[WORK INSTRUCTION] When the string "FromStr" occurs in a line of the records, show that line.

———

//! Destinations for redacted frames.
//!
//! Only redacted frames ever reach a sink.

use std::fs;
use std::path::{Path, PathBuf};
use std::str::FromStr;

use anyhow::{anyhow, Context, Result};
use image::imageops::{self, FilterType};
use serde::Serialize;
use sha2::{Digest, Sha256};

use crate::format::Quality;
use crate::frame::Frame;

pub trait FrameSink: Send {
    fn write(&mut self, frame: &Frame) -> Result<()>;

    /// Flush and report what was written. Called once after the last frame.
    fn finish(&mut self) -> Result<SinkSummary>;
}

#[derive(Clone, Debug, Default, PartialEq, Eq, Serialize)]
pub struct SinkSummary {
    pub frames_written: u64,
    pub output: Option<PathBuf>,
}

/// Discards frames; used for display-only live sessions.
#[derive(Default)]
pub struct NullSink {
    frames: u64,
}

impl FrameSink for NullSink {
    fn write(&mut self, _frame: &Frame) -> Result<()> {
        self.frames += 1;
        Ok(())
    }

    fn finish(&mut self) -> Result<SinkSummary> {
        Ok(SinkSummary {
            frames_written: self.frames,
            output: None,
        })
    }
}

/// Image encoding for sequence frames.
#[derive(Clone, Copy, Debug, Default, PartialEq, Eq, Serialize)]
#[serde(rename_all = "lowercase")]
pub enum OutputFormat {
    #[default]
    Png,
    Jpeg,
}

impl OutputFormat {
    pub fn extension(&self) -> &'static str {
        match self {
            OutputFormat::Png => "png",
            OutputFormat::Jpeg => "jpg",
        }
    }
}

impl FromStr for OutputFormat {
    type Err = anyhow::Error;

    fn from_str(value: &str) -> Result<Self> {
        match value.trim().to_lowercase().as_str() {
            "png" => Ok(OutputFormat::Png),
            "jpg" | "jpeg" => Ok(OutputFormat::Jpeg),
            other => Err(anyhow!("unsupported output format '{}' (expected png or jpg)", other)),
        }
    }
}

#[derive(Serialize)]
struct ManifestEntry {
    file: String,
    sequence: u64,
    width: u32,
    height: u32,
    sha256: String,
}

#[derive(Serialize)]
struct Manifest<'a> {
    quality: Quality,
    format: OutputFormat,
    resolution: &'static str,
    fps: u32,
    frames: &'a [ManifestEntry],
}

/// Writes numbered frames (PNG unless told otherwise) plus a `manifest.json`
/// with per-file digests.
pub struct ImageSequenceSink {
    dir: PathBuf,
    quality: Quality,
    format: OutputFormat,
    entries: Vec<ManifestEntry>,
}

impl ImageSequenceSink {
    pub fn create(dir: &Path, quality: Quality) -> Result<Self> {
        fs::create_dir_all(dir).with_context(|| format!("create output dir {}", dir.display()))?;
        Ok(Self {
            dir: dir.to_path_buf(),
            quality,
            format: OutputFormat::default(),
            entries: Vec::new(),
        })
    }

    pub fn with_format(mut self, format: OutputFormat) -> Self {
        self.format = format;
        self
    }

    pub fn dir(&self) -> &Path {
        &self.dir
    }
}

impl FrameSink for ImageSequenceSink {
    fn write(&mut self, frame: &Frame) -> Result<()> {
        let (w, h) = self.quality.fit(frame.width(), frame.height());
        let name = format!("frame_{:06}.{}", self.entries.len() + 1, self.format.extension());
        let path = self.dir.join(&name);
        let saved = if (w, h) == (frame.width(), frame.height()) {
            frame.image().save(&path)
        } else {
            imageops::resize(frame.image(), w, h, FilterType::Triangle).save(&path)
        };
        saved.with_context(|| format!("write {}", path.display()))?;

        let bytes = fs::read(&path).with_context(|| format!("read back {}", path.display()))?;
        self.entries.push(ManifestEntry {
            file: name,
            sequence: frame.sequence,
            width: w,
            height: h,
            sha256: hex::encode(Sha256::digest(&bytes)),
        });
        Ok(())
    }

    fn finish(&mut self) -> Result<SinkSummary> {
        let manifest = Manifest {
            quality: self.quality,
            format: self.format,
            resolution: self.quality.resolution(),
            fps: self.quality.fps(),
            frames: &self.entries,
        };
        let path = self.dir.join("manifest.json");
        let json = serde_json::to_vec_pretty(&manifest).context("serialize manifest")?;
        fs::write(&path, json).with_context(|| format!("write {}", path.display()))?;
        Ok(SinkSummary {
            frames_written: self.entries.len() as u64,
            output: Some(self.dir.clone()),
        })
    }
}

#[cfg(test)]
mod tests {
    use super::*;
    use image::RgbImage;

    #[test]
    fn sequence_sink_scales_and_records_digests() -> Result<()> {
        let dir = tempfile::tempdir()?;
        let out = dir.path().join("job");
        let mut sink = ImageSequenceSink::create(&out, Quality::Low)?;
        sink.write(&Frame::new(RgbImage::new(1280, 720), 1))?;
        sink.write(&Frame::new(RgbImage::new(320, 240), 2))?;
        let summary = sink.finish()?;
        assert_eq!(summary.frames_written, 2);
        assert_eq!(summary.output.as_deref(), Some(out.as_path()));

        let first = image::open(out.join("frame_000001.png"))?;
        assert_eq!((first.width(), first.height()), (853, 480));

        let manifest: serde_json::Value =
            serde_json::from_slice(&fs::read(out.join("manifest.json"))?)?;
        assert_eq!(manifest["quality"], "low");
        let frames = manifest["frames"].as_array().cloned().unwrap_or_default();
        assert_eq!(frames.len(), 2);
        assert_eq!(frames[1]["sequence"], 2);
        assert_eq!(frames[0]["sha256"].as_str().map(str::len), Some(64));
        Ok(())
    }

    #[test]
    fn sequence_sink_writes_jpeg_when_asked() -> Result<()> {
        let dir = tempfile::tempdir()?;
        let out = dir.path().join("jpeg");
        let mut sink = ImageSequenceSink::create(&out, Quality::Medium)?.with_format("JPEG".parse()?);
        sink.write(&Frame::new(RgbImage::new(64, 48), 1))?;
        sink.finish()?;

        let bytes = fs::read(out.join("frame_000001.jpg"))?;
        assert_eq!(&bytes[..2], &[0xFF, 0xD8]);
        let manifest: serde_json::Value =
            serde_json::from_slice(&fs::read(out.join("manifest.json"))?)?;
        assert_eq!(manifest["format"], "jpeg");
        assert_eq!(manifest["frames"][0]["file"], "frame_000001.jpg");
        Ok(())
    }

    #[test]
    fn output_format_names() -> Result<()> {
        assert_eq!("png".parse::<OutputFormat>()?, OutputFormat::Png);
        assert_eq!("jpg".parse::<OutputFormat>()?, OutputFormat::Jpeg);
        assert!("gif".parse::<OutputFormat>().is_err());
        assert!("mp4".parse::<OutputFormat>().is_err());
        Ok(())
    }

    #[test]
    fn null_sink_counts() -> Result<()> {
        let mut sink = NullSink::default();
        sink.write(&Frame::new(RgbImage::new(2, 2), 1))?;
        assert_eq!(sink.finish()?.frames_written, 1);
        Ok(())
    }
}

———

[ANSWER TO THE EXERCISE]
use std::str::FromStr;
impl FromStr for OutputFormat {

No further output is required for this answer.